Осталось чувство, какое можно еще иногда испытать в переходные времена, ранней весной или поздним летом где-нибудь на подмосковном водохранилище, на палубе речного трамвая: чувство счастья, в подкладку которого зашита тревога. Блеск, солнце, восторг, ужасное предчувствие, чередование света и тени, прекрасная девушка, которую ты не удержишь, лето молодости, которую ты не сбережешь; и именно отсюда – нечеловеческая, небывалая острота.

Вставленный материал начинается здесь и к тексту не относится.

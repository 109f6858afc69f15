//! Media fetch tool interface

pub mod ytdlp;

use async_trait::async_trait;
use std::path::PathBuf;
use thiserror::Error;
use tokio::sync::mpsc;

pub use ytdlp::YtDlpFetcher;

/// One item to download
#[derive(Debug, Clone, PartialEq)]
pub struct FetchRequest {
    pub url: String,
    /// Output template understood by the tool (`%(ext)s` is filled in by it)
    pub output_template: String,
    /// Target audio format, only honored when `transcode` is set
    pub audio_format: String,
    /// Convert to `audio_format` and embed metadata. Requires a transcoder.
    pub transcode: bool,
    pub transcoder_path: Option<PathBuf>,
    pub archive: Option<PathBuf>,
}

/// Progress reported by the tool while a request runs
#[derive(Debug, Clone, PartialEq)]
pub enum FetchEvent {
    /// Cumulative bytes of the current file
    Downloading {
        downloaded_bytes: u64,
        total_bytes: Option<u64>,
    },
    /// Transfer finished, post-processing may follow
    Finished,
    /// The tool reported an error; it may still keep running
    Error(String),
}

#[derive(Debug, Error)]
pub enum FetchError {
    #[error("Failed to start {tool}: {source}")]
    Spawn {
        tool: String,
        #[source]
        source: std::io::Error,
    },

    #[error("{tool} exited with {status}: {message}")]
    Tool {
        tool: String,
        status: String,
        message: String,
    },

    #[error("Fetch timed out after {0}s")]
    Timeout(u64),

    #[error("I/O error: {0}")]
    Io(#[from] std::io::Error),
}

/// Downloads (and optionally transcodes) one media item
#[async_trait]
pub trait MediaFetcher: Send + Sync {
    /// Run one request to completion, publishing progress on `events`
    ///
    /// Dropping `events` when done signals the end of the progress stream.
    async fn fetch(
        &self,
        request: &FetchRequest,
        events: mpsc::UnboundedSender<FetchEvent>,
    ) -> Result<(), FetchError>;
}
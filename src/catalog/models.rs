//! Spotify Web API response models

use serde::Deserialize;
use std::collections::HashSet;
use tracing::debug;

use crate::pipeline::CatalogEntry;

/// Client-credentials token (`POST /api/token`)
#[derive(Debug, Clone, Deserialize)]
pub struct TokenResponse {
    pub access_token: String,
    #[serde(default)]
    pub expires_in: u64,
}

/// One page of `GET /v1/playlists/{id}/tracks`
#[derive(Debug, Clone, Deserialize)]
pub struct PlaylistTracksPage {
    #[serde(default)]
    pub items: Vec<PlaylistItem>,
    pub next: Option<String>,
    #[serde(default)]
    pub total: u32,
}

#[derive(Debug, Clone, Deserialize)]
pub struct PlaylistItem {
    /// Null for tracks that were removed from the service
    pub track: Option<Track>,
}

/// A track or podcast episode
#[derive(Debug, Clone, Deserialize)]
pub struct Track {
    #[serde(rename = "type", default)]
    pub kind: String,
    pub name: Option<String>,
    #[serde(default)]
    pub artists: Vec<ArtistRef>,
    #[serde(default)]
    pub duration_ms: u64,
    pub is_playable: Option<bool>,
}

#[derive(Debug, Clone, Deserialize)]
pub struct ArtistRef {
    pub name: Option<String>,
}

/// API error body
#[derive(Debug, Clone, Deserialize)]
pub struct ErrorResponse {
    pub error: ApiError,
}

#[derive(Debug, Clone, Deserialize)]
pub struct ApiError {
    pub status: u16,
    pub message: String,
}

impl Track {
    /// Catalog entry crediting the first artist, if this is a usable song
    pub fn to_entry(&self) -> Option<CatalogEntry> {
        if self.kind != "track" || self.is_playable == Some(false) {
            return None;
        }
        let title = self.name.as_deref().map(str::trim).filter(|t| !t.is_empty())?;
        let artist = self
            .artists
            .first()
            .and_then(|a| a.name.as_deref())
            .map(str::trim)
            .filter(|a| !a.is_empty())?;
        Some(CatalogEntry::new(title, artist, self.duration_ms))
    }
}

/// Turn playlist items into entries, keeping the first of any repeated song
pub fn collect_entries(items: impl IntoIterator<Item = PlaylistItem>) -> Vec<CatalogEntry> {
    let mut seen = HashSet::new();
    let mut entries = Vec::new();

    for item in items {
        let Some(track) = item.track else {
            debug!("Skipping removed playlist item");
            continue;
        };
        let Some(entry) = track.to_entry() else {
            debug!(
                "Skipping unplayable item: {}",
                track.name.as_deref().unwrap_or("<unnamed>")
            );
            continue;
        };
        if seen.insert((entry.title.clone(), entry.artist.clone())) {
            entries.push(entry);
        } else {
            debug!("Skipping duplicate {}", entry.label());
        }
    }

    entries
}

Вряд ли в шестидесятые годы были стихи совершеннее этих.
Да и потом – вряд ли.
Едва ли не главным литературным событием 2015 года оказалось не столько календарное 75-летие Бродского, сколько ставший очевидным после Крыма и Донбасса его переход в статус поэта «русского мира». И дело не только в стихотворении «На независимость Украины», одном из слабейших у него, – а в том, что в лирике его начиная с шестидесятых годов были черты ресентимента, который определяет сегодня российскую ментальность.

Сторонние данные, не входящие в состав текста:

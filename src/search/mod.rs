//! Search service used to find playable matches for catalog entries

mod ytmusic;

use anyhow::Result;
use async_trait::async_trait;

use crate::pipeline::MatchCandidate;

pub use ytmusic::YtMusicClient;

/// Free-text search returning candidates in the service's relevance order
#[async_trait]
pub trait SearchService: Send + Sync {
    async fn search(&self, query: &str) -> Result<Vec<MatchCandidate>>;
}
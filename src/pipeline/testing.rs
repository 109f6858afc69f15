//! Test doubles for the pipeline's external collaborators

use anyhow::{Result, anyhow};
use async_trait::async_trait;
use std::collections::HashMap;
use std::sync::Mutex;
use std::sync::atomic::{AtomicUsize, Ordering};
use std::time::Duration;
use tokio::sync::mpsc;

use super::capability::CapabilityProbe;
use super::config::{CancelFlag, PipelineConfig, RunContext};
use super::models::{CatalogEntry, MatchCandidate, SongTask};
use crate::catalog::CatalogSource;
use crate::fetch::{FetchError, FetchEvent, FetchRequest, MediaFetcher};
use crate::search::SearchService;

/// Tracks how many calls are in flight at once
#[derive(Debug, Default)]
pub struct ConcurrencyProbe {
    current: AtomicUsize,
    max: AtomicUsize,
    calls: AtomicUsize,
}

impl ConcurrencyProbe {
    pub fn enter(&self) -> ProbeGuard<'_> {
        let now = self.current.fetch_add(1, Ordering::SeqCst) + 1;
        self.max.fetch_max(now, Ordering::SeqCst);
        self.calls.fetch_add(1, Ordering::SeqCst);
        ProbeGuard { probe: self }
    }

    pub fn max(&self) -> usize {
        self.max.load(Ordering::SeqCst)
    }

    pub fn calls(&self) -> usize {
        self.calls.load(Ordering::SeqCst)
    }
}

/// Leaves the probe on drop, so cancelled futures are counted out too
pub struct ProbeGuard<'a> {
    probe: &'a ConcurrencyProbe,
}

impl Drop for ProbeGuard<'_> {
    fn drop(&mut self) {
        self.probe.current.fetch_sub(1, Ordering::SeqCst);
    }
}

/// Search service answering from a table of canned responses
#[derive(Default)]
pub struct FakeSearch {
    responses: Mutex<HashMap<String, Result<Vec<MatchCandidate>, String>>>,
    delays: Mutex<HashMap<String, Duration>>,
    pub probe: ConcurrencyProbe,
}

impl FakeSearch {
    pub fn new() -> Self {
        Self::default()
    }

    pub fn respond(&self, query: &str, candidates: Vec<MatchCandidate>) {
        self.responses
            .lock()
            .unwrap()
            .insert(query.to_string(), Ok(candidates));
    }

    pub fn fail(&self, query: &str, message: &str) {
        self.responses
            .lock()
            .unwrap()
            .insert(query.to_string(), Err(message.to_string()));
    }

    pub fn delay(&self, query: &str, delay: Duration) {
        self.delays.lock().unwrap().insert(query.to_string(), delay);
    }

    pub fn calls(&self) -> usize {
        self.probe.calls()
    }
}

#[async_trait]
impl SearchService for FakeSearch {
    async fn search(&self, query: &str) -> Result<Vec<MatchCandidate>> {
        let _guard = self.probe.enter();
        let delay = self.delays.lock().unwrap().get(query).copied();
        if let Some(delay) = delay {
            tokio::time::sleep(delay).await;
        }
        let response = self.responses.lock().unwrap().get(query).cloned();
        match response {
            Some(Ok(candidates)) => Ok(candidates),
            Some(Err(message)) => Err(anyhow!(message)),
            None => Ok(Vec::new()),
        }
    }
}

/// How the fake fetcher treats one URL
#[derive(Debug, Clone, Copy, PartialEq)]
pub enum FetchBehavior {
    /// Two progress events, finished, exit ok
    Succeed,
    /// One progress event, an error event, non-zero exit
    ErrorMidTransfer,
    /// Several error events before a non-zero exit
    ManyErrors,
    /// Panic after the first progress event
    Panic,
    /// The tool can't be started
    SpawnFailure,
    /// Never finishes
    Hang,
}

/// Media fetcher that scripts events per URL and records every request
#[derive(Default)]
pub struct FakeFetcher {
    behaviors: Mutex<HashMap<String, FetchBehavior>>,
    requests: Mutex<Vec<FetchRequest>>,
    delay: Mutex<Option<Duration>>,
    pub probe: ConcurrencyProbe,
}

impl FakeFetcher {
    pub fn new() -> Self {
        Self::default()
    }

    pub fn behave(&self, url: &str, behavior: FetchBehavior) {
        self.behaviors
            .lock()
            .unwrap()
            .insert(url.to_string(), behavior);
    }

    /// Pause between progress events of every transfer
    pub fn set_delay(&self, delay: Duration) {
        *self.delay.lock().unwrap() = Some(delay);
    }

    pub fn requests(&self) -> Vec<FetchRequest> {
        self.requests.lock().unwrap().clone()
    }

    async fn pause(&self) {
        let delay = *self.delay.lock().unwrap();
        match delay {
            Some(delay) => tokio::time::sleep(delay).await,
            None => tokio::task::yield_now().await,
        }
    }
}

#[async_trait]
impl MediaFetcher for FakeFetcher {
    async fn fetch(
        &self,
        request: &FetchRequest,
        events: mpsc::UnboundedSender<FetchEvent>,
    ) -> Result<(), FetchError> {
        let _guard = self.probe.enter();
        self.requests.lock().unwrap().push(request.clone());
        let behavior = self
            .behaviors
            .lock()
            .unwrap()
            .get(&request.url)
            .copied()
            .unwrap_or(FetchBehavior::Succeed);

        let progress = |downloaded_bytes| FetchEvent::Downloading {
            downloaded_bytes,
            total_bytes: Some(2_000),
        };

        match behavior {
            FetchBehavior::Succeed => {
                events.send(progress(1_000)).unwrap();
                self.pause().await;
                events.send(progress(2_000)).unwrap();
                events.send(FetchEvent::Finished).unwrap();
                Ok(())
            }
            FetchBehavior::ErrorMidTransfer => {
                events.send(progress(1_000)).unwrap();
                self.pause().await;
                events
                    .send(FetchEvent::Error("connection reset".to_string()))
                    .unwrap();
                Err(FetchError::Tool {
                    tool: "fake".to_string(),
                    status: "exit status: 1".to_string(),
                    message: "connection reset".to_string(),
                })
            }
            FetchBehavior::ManyErrors => {
                for i in 0..3 {
                    events
                        .send(FetchEvent::Error(format!("error {}", i)))
                        .unwrap();
                }
                Err(FetchError::Tool {
                    tool: "fake".to_string(),
                    status: "exit status: 1".to_string(),
                    message: "error 2".to_string(),
                })
            }
            FetchBehavior::Panic => {
                events.send(progress(1_000)).unwrap();
                self.pause().await;
                panic!("fetcher blew up");
            }
            FetchBehavior::SpawnFailure => Err(FetchError::Spawn {
                tool: "fake".to_string(),
                source: std::io::Error::new(std::io::ErrorKind::NotFound, "no such file"),
            }),
            FetchBehavior::Hang => {
                tokio::time::sleep(Duration::from_secs(3600)).await;
                Ok(())
            }
        }
    }
}

/// Catalog returning a fixed list, or an error
pub struct FakeCatalog {
    pub entries: Result<Vec<CatalogEntry>, String>,
}

#[async_trait]
impl CatalogSource for FakeCatalog {
    async fn playlist_entries(&self, _playlist_id: &str) -> Result<Vec<CatalogEntry>> {
        self.entries.clone().map_err(|message| anyhow!(message))
    }
}

pub fn candidate(video_id: &str, duration_ms: u64) -> MatchCandidate {
    MatchCandidate {
        video_id: video_id.to_string(),
        title: format!("title {}", video_id),
        duration_ms,
    }
}

/// `count` distinct entries with distinct durations
pub fn entries(count: usize) -> Vec<CatalogEntry> {
    (0..count)
        .map(|i| {
            CatalogEntry::new(
                format!("Song {}", i),
                format!("Artist {}", i),
                180_000 + i as u64 * 1_000,
            )
        })
        .collect()
}

/// `count` tasks already matched to distinct URLs
pub fn matched_tasks(count: usize) -> Vec<SongTask> {
    entries(count)
        .into_iter()
        .enumerate()
        .map(|(i, entry)| {
            let duration = entry.duration_ms;
            SongTask::pending(i + 1, entry)
                .matched(&candidate(&format!("v{}", i), duration), Some(100.0))
        })
        .collect()
}

/// Context without search jitter
pub fn test_context() -> RunContext {
    RunContext::new(PipelineConfig {
        search_jitter_ms: 0..=0,
        output_dir: "test-output".into(),
        ..PipelineConfig::default()
    })
}

/// Context whose probe never finds a transcoder
pub fn context_without_transcoder(config: PipelineConfig) -> RunContext {
    let probe = CapabilityProbe::ffmpeg().with_search_dirs(Vec::new(), Vec::new());
    RunContext::new(config).with_transcoder(probe)
}

/// Trip `cancel` after `delay`, like a Ctrl-C arriving mid-run
pub fn cancel_after(cancel: &CancelFlag, delay: Duration) {
    let cancel = cancel.clone();
    tokio::spawn(async move {
        tokio::time::sleep(delay).await;
        cancel.cancel();
    });
}
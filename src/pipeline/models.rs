//! Value types passed between pipeline stages

use serde::{Deserialize, Serialize};

/// One playlist row as reported by the catalog
#[derive(Debug, Clone, PartialEq, Eq, Serialize, Deserialize)]
pub struct CatalogEntry {
    pub title: String,
    pub artist: String,
    pub duration_ms: u64,
}

impl CatalogEntry {
    pub fn new(title: impl Into<String>, artist: impl Into<String>, duration_ms: u64) -> Self {
        Self {
            title: title.into(),
            artist: artist.into(),
            duration_ms,
        }
    }

    /// Free-text query sent to the search service
    pub fn search_query(&self) -> String {
        format!("{} {}", self.title, self.artist)
    }

    /// Human-readable label, unique within a deduplicated playlist
    pub fn label(&self) -> String {
        format!("{} - {}", self.title, self.artist)
    }
}

/// A search result competing to represent a catalog entry
#[derive(Debug, Clone, PartialEq, Eq, Serialize, Deserialize)]
pub struct MatchCandidate {
    pub video_id: String,
    pub title: String,
    pub duration_ms: u64,
}

impl MatchCandidate {
    pub fn watch_url(&self) -> String {
        format!("{}{}", WATCH_URL_PREFIX, self.video_id)
    }
}

pub const WATCH_URL_PREFIX: &str = "https://music.youtube.com/watch?v=";

/// Resolution state of a task
#[derive(Debug, Clone, Copy, PartialEq, Eq, Serialize, Deserialize)]
pub enum TaskStatus {
    /// Not searched yet (or never dispatched because the run was cancelled)
    Pending,
    Matched,
    Unmatched,
}

/// A catalog entry together with its search resolution
#[derive(Debug, Clone, PartialEq, Serialize, Deserialize)]
pub struct SongTask {
    /// 1-based playlist position, identifies the task within a run
    pub index: usize,
    pub entry: CatalogEntry,
    pub resolved_url: Option<String>,
    pub resolved_title: Option<String>,
    /// Duration-based score in 0..=100, informational only
    pub match_quality: Option<f64>,
    pub status: TaskStatus,
}

impl SongTask {
    pub fn pending(index: usize, entry: CatalogEntry) -> Self {
        Self {
            index,
            entry,
            resolved_url: None,
            resolved_title: None,
            match_quality: None,
            status: TaskStatus::Pending,
        }
    }

    /// Resolve to a candidate. Only valid from `Pending`.
    pub fn matched(self, candidate: &MatchCandidate, match_quality: Option<f64>) -> Self {
        debug_assert_eq!(self.status, TaskStatus::Pending);
        Self {
            resolved_url: Some(candidate.watch_url()),
            resolved_title: Some(candidate.title.clone()),
            match_quality,
            status: TaskStatus::Matched,
            ..self
        }
    }

    /// Mark as having no acceptable candidate. Only valid from `Pending`.
    pub fn unmatched(self) -> Self {
        debug_assert_eq!(self.status, TaskStatus::Pending);
        Self {
            status: TaskStatus::Unmatched,
            ..self
        }
    }

    pub fn is_matched(&self) -> bool {
        self.status == TaskStatus::Matched && self.resolved_url.is_some()
    }

    pub fn label(&self) -> String {
        self.entry.label()
    }
}
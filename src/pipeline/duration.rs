//! Timestamp parsing for search result durations

/// Convert a `"M:SS"` or `"H:MM:SS"` timestamp to milliseconds
///
/// Returns `None` for anything that isn't a colon-separated list of
/// non-negative integers with at most three components.
pub fn to_millis(text: &str) -> Option<u64> {
    let parts: Vec<&str> = text.trim().split(':').collect();
    if parts.is_empty() || parts.len() > 3 {
        return None;
    }

    let mut seconds: u64 = 0;
    for part in parts {
        if part.is_empty() || !part.chars().all(|c| c.is_ascii_digit()) {
            return None;
        }
        let value: u64 = part.parse().ok()?;
        seconds = seconds.checked_mul(60)?.checked_add(value)?;
    }

    seconds.checked_mul(1000)
}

Бродский отзывался о наиболее известных шестидесятниках скептически, если не брезгливо, и даже Ахмадулиной перепадало от него за жеманство. Исключение делалось для Окуджавы и Высоцкого – притом что авторскую песню как таковую Бродский тоже не любил; вероятно, сказывалась их несоветскость, подчеркнутая отдельность от истеблишмента. Уже в шестидесятые Бродский проводил установку не на советское или антисоветское, а на русское – которое со времен ссылки было ему небезразлично. Пафос огромности и принадлежности к этой огромности вообще был ему присущ, он гордился масштабами русского пространства и часто повторял анекдот о том, что изменить гарему можно только с другим гаремом, а потому переезжать из империи стоит только в империю. Этот пафос огромности есть уже и в «Гимне народу», стихотворении столь патетическом и, страшно сказать, фальшивом, что и Роберт Рождественский себе ничего подобного не позволял. Эти стихи нравились Ахматовой, что служит обычно главным аргументом в их защиту, – других при всем желании не просматривается, если, конечно, не считать заслугой идеологическую правильность. Но Ахматова ценила в искусстве цельность, «чистоту порядка», последовательность, – а цельность здесь налицо: это беспримесно, бескомпромиссно плохо. Можно допустить, что это даже искренне, – и тогда Ахматова видела в этом стихотворении примерно то же, что Тынянов в 1931 году видел в пушкинском выборе сентября 1826 года: лояльность как залог величия. Иногда быть с народом – верный выбор, чтобы не оказаться с теми, «кто бросил землю на поругание врагам».
Заметим, что летом 1917 года Ахматова сама всерьез рассматривала эмиграцию как вариант судьбы и просила о помощи Николая Гумилева – в письме просительном и почти жалобном, что для нее редкость. Возможно, она сама до конца не решила, следовало ли оставаться «с моим народом там, где мой народ, к несчастью, был», – в стихотворении 1945 года «Меня, как реку…» она признавала, что живет чужую жизнь; стань она эмигранткой и смотри на эту судьбу из прекрасного далека – «узнала бы я зависть наконец», но находясь внутри ситуации, она ясно видела, что завидовать нечему. Скорее всего, стихотворение Бродского было для нее аргументом в пользу собственного выбора – в то время, как Бродский семь лет спустя сделал выбор другой (безусловно, отчасти вынужденный).